(Saved entries)
········
use std::collections::HashMap;

use rand::seq::SliceRandom;
use rand::Rng;

use crate::error::{Result, RosterError};
use crate::slot::Slot;
use crate::student::Student;

use super::types::{ShiftAssignment, WeekSchedule};

/// Capacity rules for one allocation run.
#[derive(Debug, Clone, Copy, PartialEq, Eq)]
pub struct AllocatorConfig {
    /// Most shifts any one student may receive in a week.
    pub max_per_week: u32,
    /// Most students placed on any one shift.
    pub vacancies_per_shift: usize,
}

impl Default for AllocatorConfig {
    fn default() -> AllocatorConfig {
        AllocatorConfig {
            max_per_week: 3,
            vacancies_per_shift: 4,
        }
    }
}

impl AllocatorConfig {
    /// Rejects non-positive caps before any computation runs.
    pub fn validate(&self) -> Result<()> {
        if self.max_per_week == 0 {
            return Err(RosterError::InvalidConfig(
                "max_per_week must be positive".to_string(),
            ));
        }
        if self.vacancies_per_shift == 0 {
            return Err(RosterError::InvalidConfig(
                "vacancies_per_shift must be positive".to_string(),
            ));
        }
        Ok(())
    }
}

/// Builds the weekly assignment table.
///
/// Slots are processed in calendar order. For each slot the candidates are
/// the students whose availability contains the slot and whose load is still
/// under `max_per_week`; a uniformly shuffled prefix of them fills the
/// vacancies. The shuffle is the only fairness mechanism: over repeated runs
/// it keeps early-registered students from monopolizing popular shifts.
///
/// Every calendar slot appears in the returned table, with an empty list
/// when no candidate was left for it. An empty roster yields an all-empty
/// table; the only error is an invalid configuration, surfaced before any
/// slot is touched.
pub fn allocate<R: Rng>(
    students: &[Student],
    calendar: &[Slot],
    config: &AllocatorConfig,
    rng: &mut R,
) -> Result<WeekSchedule> {
    config.validate()?;

    let mut assignments: HashMap<Slot, Vec<ShiftAssignment>> = HashMap::new();
    let mut load: HashMap<u32, u32> = HashMap::new();

    for slot in calendar {
        let mut candidates: Vec<&Student> = students
            .iter()
            .filter(|student| {
                student.is_available(slot)
                    && load.get(&student.id).copied().unwrap_or(0) < config.max_per_week
            })
            .collect();
        candidates.shuffle(rng);

        let mut assigned = Vec::new();
        for student in candidates.into_iter().take(config.vacancies_per_shift) {
            assigned.push(ShiftAssignment {
                student_id: student.id,
                name: student.name.clone(),
            });
            *load.entry(student.id).or_insert(0) += 1;
        }
        assignments.insert(*slot, assigned);
    }

    Ok(WeekSchedule { assignments })
}

#[cfg(test)]
mod tests {
    use super::*;
    use crate::slot::week_calendar;
    use rand::SeedableRng;
    use rand_chacha::ChaChaRng;

    fn student(id: u32, name: &str, tokens: &[&str]) -> Student {
        Student {
            id,
            name: name.to_string(),
            availability: tokens
                .iter()
                .map(|t| Slot::parse_token(t).unwrap())
                .collect(),
        }
    }

    fn everywhere() -> Vec<&'static str> {
        vec![
            "0-0", "0-1", "0-2", "1-0", "1-1", "1-2", "2-0", "2-1", "2-2", "3-0", "3-1", "3-2",
            "4-0", "4-1", "4-2", "5-0", "6-0", "6-1", "6-2",
        ]
    }

    #[test]
    fn zero_max_per_week_is_rejected() {
        let config = AllocatorConfig {
            max_per_week: 0,
            ..AllocatorConfig::default()
        };
        let mut rng = ChaChaRng::seed_from_u64(0);
        let err = allocate(&[], &week_calendar(), &config, &mut rng).unwrap_err();
        assert!(matches!(err, RosterError::InvalidConfig(_)));
    }

    #[test]
    fn zero_vacancies_is_rejected() {
        let config = AllocatorConfig {
            vacancies_per_shift: 0,
            ..AllocatorConfig::default()
        };
        let mut rng = ChaChaRng::seed_from_u64(0);
        assert!(allocate(&[], &week_calendar(), &config, &mut rng).is_err());
    }

    #[test]
    fn empty_roster_yields_all_empty_slots() {
        let calendar = week_calendar();
        let mut rng = ChaChaRng::seed_from_u64(1);
        let schedule =
            allocate(&[], &calendar, &AllocatorConfig::default(), &mut rng).unwrap();

        assert_eq!(schedule.assignments.len(), calendar.len());
        for slot in &calendar {
            assert!(schedule.assignees(slot).is_empty());
        }
    }

    #[test]
    fn one_student_available_everywhere_gets_exactly_max_per_week() {
        let students = vec![student(1, "Ana", &everywhere())];
        let calendar = week_calendar();
        let mut rng = ChaChaRng::seed_from_u64(2);
        let schedule =
            allocate(&students, &calendar, &AllocatorConfig::default(), &mut rng).unwrap();

        assert_eq!(schedule.load_of(1), 3);
        assert_eq!(schedule.total_assignments(), 3);
    }

    #[test]
    fn five_students_for_one_slot_fill_four_vacancies() {
        let students: Vec<Student> = (1..=5)
            .map(|id| student(id, &format!("Student {}", id), &["0-0"]))
            .collect();
        let calendar = week_calendar();
        let mut rng = ChaChaRng::seed_from_u64(3);
        let schedule =
            allocate(&students, &calendar, &AllocatorConfig::default(), &mut rng).unwrap();

        let first_slot = Slot::parse_token("0-0").unwrap();
        assert_eq!(schedule.assignees(&first_slot).len(), 4);
        assert_eq!(schedule.total_assignments(), 4);

        let left_out: Vec<u32> = (1..=5)
            .filter(|id| schedule.load_of(*id) == 0)
            .collect();
        assert_eq!(left_out.len(), 1);
    }

    #[test]
    fn short_day_student_is_eligible_exactly_once() {
        let students = vec![student(1, "Ana", &["5-0"])];
        let calendar = week_calendar();
        let mut rng = ChaChaRng::seed_from_u64(4);
        let schedule =
            allocate(&students, &calendar, &AllocatorConfig::default(), &mut rng).unwrap();

        let saturday_morning = Slot::parse_token("5-0").unwrap();
        assert_eq!(schedule.assignees(&saturday_morning).len(), 1);
        assert_eq!(schedule.load_of(1), 1);
    }

    #[test]
    fn same_seed_reproduces_the_same_table() {
        let students: Vec<Student> = (1..=8)
            .map(|id| student(id, &format!("Student {}", id), &everywhere()))
            .collect();
        let calendar = week_calendar();
        let config = AllocatorConfig::default();

        let mut rng_a = ChaChaRng::seed_from_u64(42);
        let mut rng_b = ChaChaRng::seed_from_u64(42);
        let first = allocate(&students, &calendar, &config, &mut rng_a).unwrap();
        let second = allocate(&students, &calendar, &config, &mut rng_b).unwrap();

        for slot in &calendar {
            let ids_first: Vec<u32> =
                first.assignees(slot).iter().map(|a| a.student_id).collect();
            let ids_second: Vec<u32> =
                second.assignees(slot).iter().map(|a| a.student_id).collect();
            assert_eq!(ids_first, ids_second);
        }
    }

    #[test]
    fn duplicate_ids_accumulate_on_one_counter() {
        // Two input rows with the same id count as one entity for the cap.
        let students = vec![
            student(7, "Ana", &everywhere()),
            student(7, "Ana", &everywhere()),
        ];
        let calendar = week_calendar();
        let mut rng = ChaChaRng::seed_from_u64(5);
        let schedule =
            allocate(&students, &calendar, &AllocatorConfig::default(), &mut rng).unwrap();

        assert!(schedule.load_of(7) <= 3);
    }
}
········
# Task:
The records above must be restated. Preserve every word.

# Written answer:
use std::collections::HashMap;

use rand::seq::SliceRandom;
use rand::Rng;

use crate::error::{Result, RosterError};
use crate::slot::Slot;
use crate::student::Student;

use super::types::{ShiftAssignment, WeekSchedule};

/// Capacity rules for one allocation run.
#[derive(Debug, Clone, Copy, PartialEq, Eq)]
pub struct AllocatorConfig {
    /// Most shifts any one student may receive in a week.
    pub max_per_week: u32,
    /// Most students placed on any one shift.
    pub vacancies_per_shift: usize,
}

impl Default for AllocatorConfig {
    fn default() -> AllocatorConfig {
        AllocatorConfig {
            max_per_week: 3,
            vacancies_per_shift: 4,
        }
    }
}

impl AllocatorConfig {
    /// Rejects non-positive caps before any computation runs.
    pub fn validate(&self) -> Result<()> {
        if self.max_per_week == 0 {
            return Err(RosterError::InvalidConfig(
                "max_per_week must be positive".to_string(),
            ));
        }
        if self.vacancies_per_shift == 0 {
            return Err(RosterError::InvalidConfig(
                "vacancies_per_shift must be positive".to_string(),
            ));
        }
        Ok(())
    }
}

/// Builds the weekly assignment table.
///
/// Slots are processed in calendar order. For each slot the candidates are
/// the students whose availability contains the slot and whose load is still
/// under `max_per_week`; a uniformly shuffled prefix of them fills the
/// vacancies. The shuffle is the only fairness mechanism: over repeated runs
/// it keeps early-registered students from monopolizing popular shifts.
///
/// Every calendar slot appears in the returned table, with an empty list
/// when no candidate was left for it. An empty roster yields an all-empty
/// table; the only error is an invalid configuration, surfaced before any
/// slot is touched.
pub fn allocate<R: Rng>(
    students: &[Student],
    calendar: &[Slot],
    config: &AllocatorConfig,
    rng: &mut R,
) -> Result<WeekSchedule> {
    config.validate()?;

    let mut assignments: HashMap<Slot, Vec<ShiftAssignment>> = HashMap::new();
    let mut load: HashMap<u32, u32> = HashMap::new();

    for slot in calendar {
        let mut candidates: Vec<&Student> = students
            .iter()
            .filter(|student| {
                student.is_available(slot)
                    && load.get(&student.id).copied().unwrap_or(0) < config.max_per_week
            })
            .collect();
        candidates.shuffle(rng);

        let mut assigned = Vec::new();
        for student in candidates.into_iter().take(config.vacancies_per_shift) {
            assigned.push(ShiftAssignment {
                student_id: student.id,
                name: student.name.clone(),
            });
            *load.entry(student.id).or_insert(0) += 1;
        }
        assignments.insert(*slot, assigned);
    }

    Ok(WeekSchedule { assignments })
}

#[cfg(test)]
mod tests {
    use super::*;
    use crate::slot::week_calendar;
    use rand::SeedableRng;
    use rand_chacha::ChaChaRng;

    fn student(id: u32, name: &str, tokens: &[&str]) -> Student {
        Student {
            id,
            name: name.to_string(),
            availability: tokens
                .iter()
                .map(|t| Slot::parse_token(t).unwrap())
                .collect(),
        }
    }

    fn everywhere() -> Vec<&'static str> {
        vec![
            "0-0", "0-1", "0-2", "1-0", "1-1", "1-2", "2-0", "2-1", "2-2", "3-0", "3-1", "3-2",
            "4-0", "4-1", "4-2", "5-0", "6-0", "6-1", "6-2",
        ]
    }

    #[test]
    fn zero_max_per_week_is_rejected() {
        let config = AllocatorConfig {
            max_per_week: 0,
            ..AllocatorConfig::default()
        };
        let mut rng = ChaChaRng::seed_from_u64(0);
        let err = allocate(&[], &week_calendar(), &config, &mut rng).unwrap_err();
        assert!(matches!(err, RosterError::InvalidConfig(_)));
    }

    #[test]
    fn zero_vacancies_is_rejected() {
        let config = AllocatorConfig {
            vacancies_per_shift: 0,
            ..AllocatorConfig::default()
        };
        let mut rng = ChaChaRng::seed_from_u64(0);
        assert!(allocate(&[], &week_calendar(), &config, &mut rng).is_err());
    }

    #[test]
    fn empty_roster_yields_all_empty_slots() {
        let calendar = week_calendar();
        let mut rng = ChaChaRng::seed_from_u64(1);
        let schedule =
            allocate(&[], &calendar, &AllocatorConfig::default(), &mut rng).unwrap();

        assert_eq!(schedule.assignments.len(), calendar.len());
        for slot in &calendar {
            assert!(schedule.assignees(slot).is_empty());
        }
    }

    #[test]
    fn one_student_available_everywhere_gets_exactly_max_per_week() {
        let students = vec![student(1, "Ana", &everywhere())];
        let calendar = week_calendar();
        let mut rng = ChaChaRng::seed_from_u64(2);
        let schedule =
            allocate(&students, &calendar, &AllocatorConfig::default(), &mut rng).unwrap();

        assert_eq!(schedule.load_of(1), 3);
        assert_eq!(schedule.total_assignments(), 3);
    }

    #[test]
    fn five_students_for_one_slot_fill_four_vacancies() {
        let students: Vec<Student> = (1..=5)
            .map(|id| student(id, &format!("Student {}", id), &["0-0"]))
            .collect();
        let calendar = week_calendar();
        let mut rng = ChaChaRng::seed_from_u64(3);
        let schedule =
            allocate(&students, &calendar, &AllocatorConfig::default(), &mut rng).unwrap();

        let first_slot = Slot::parse_token("0-0").unwrap();
        assert_eq!(schedule.assignees(&first_slot).len(), 4);
        assert_eq!(schedule.total_assignments(), 4);

        let left_out: Vec<u32> = (1..=5)
            .filter(|id| schedule.load_of(*id) == 0)
            .collect();
        assert_eq!(left_out.len(), 1);
    }

    #[test]
    fn short_day_student_is_eligible_exactly_once() {
        let students = vec![student(1, "Ana", &["5-0"])];
        let calendar = week_calendar();
        let mut rng = ChaChaRng::seed_from_u64(4);
        let schedule =
            allocate(&students, &calendar, &AllocatorConfig::default(), &mut rng).unwrap();

        let saturday_morning = Slot::parse_token("5-0").unwrap();
        assert_eq!(schedule.assignees(&saturday_morning).len(), 1);
        assert_eq!(schedule.load_of(1), 1);
    }

    #[test]
    fn same_seed_reproduces_the_same_table() {
        let students: Vec<Student> = (1..=8)
            .map(|id| student(id, &format!("Student {}", id), &everywhere()))
            .collect();
        let calendar = week_calendar();
        let config = AllocatorConfig::default();

        let mut rng_a = ChaChaRng::seed_from_u64(42);
        let mut rng_b = ChaChaRng::seed_from_u64(42);
        let first = allocate(&students, &calendar, &config, &mut rng_a).unwrap();
        let second = allocate(&students, &calendar, &config, &mut rng_b).unwrap();

        for slot in &calendar {
            let ids_first: Vec<u32> =
                first.assignees(slot).iter().map(|a| a.student_id).collect();
            let ids_second: Vec<u32> =
                second.assignees(slot).iter().map(|a| a.student_id).collect();
            assert_eq!(ids_first, ids_second);
        }
    }

    #[test]
    fn duplicate_ids_accumulate_on_one_counter() {
        // Two input rows with the same id count as one entity for the cap.
        let students = vec![
            student(7, "Ana", &everywhere()),
            student(7, "Ana", &everywhere()),
        ];
        let calendar = week_calendar();
        let mut rng = ChaChaRng::seed_from_u64(5);
        let schedule =
            allocate(&students, &calendar, &AllocatorConfig::default(), &mut rng).unwrap();

        assert!(schedule.load_of(7) <= 3);
    }
}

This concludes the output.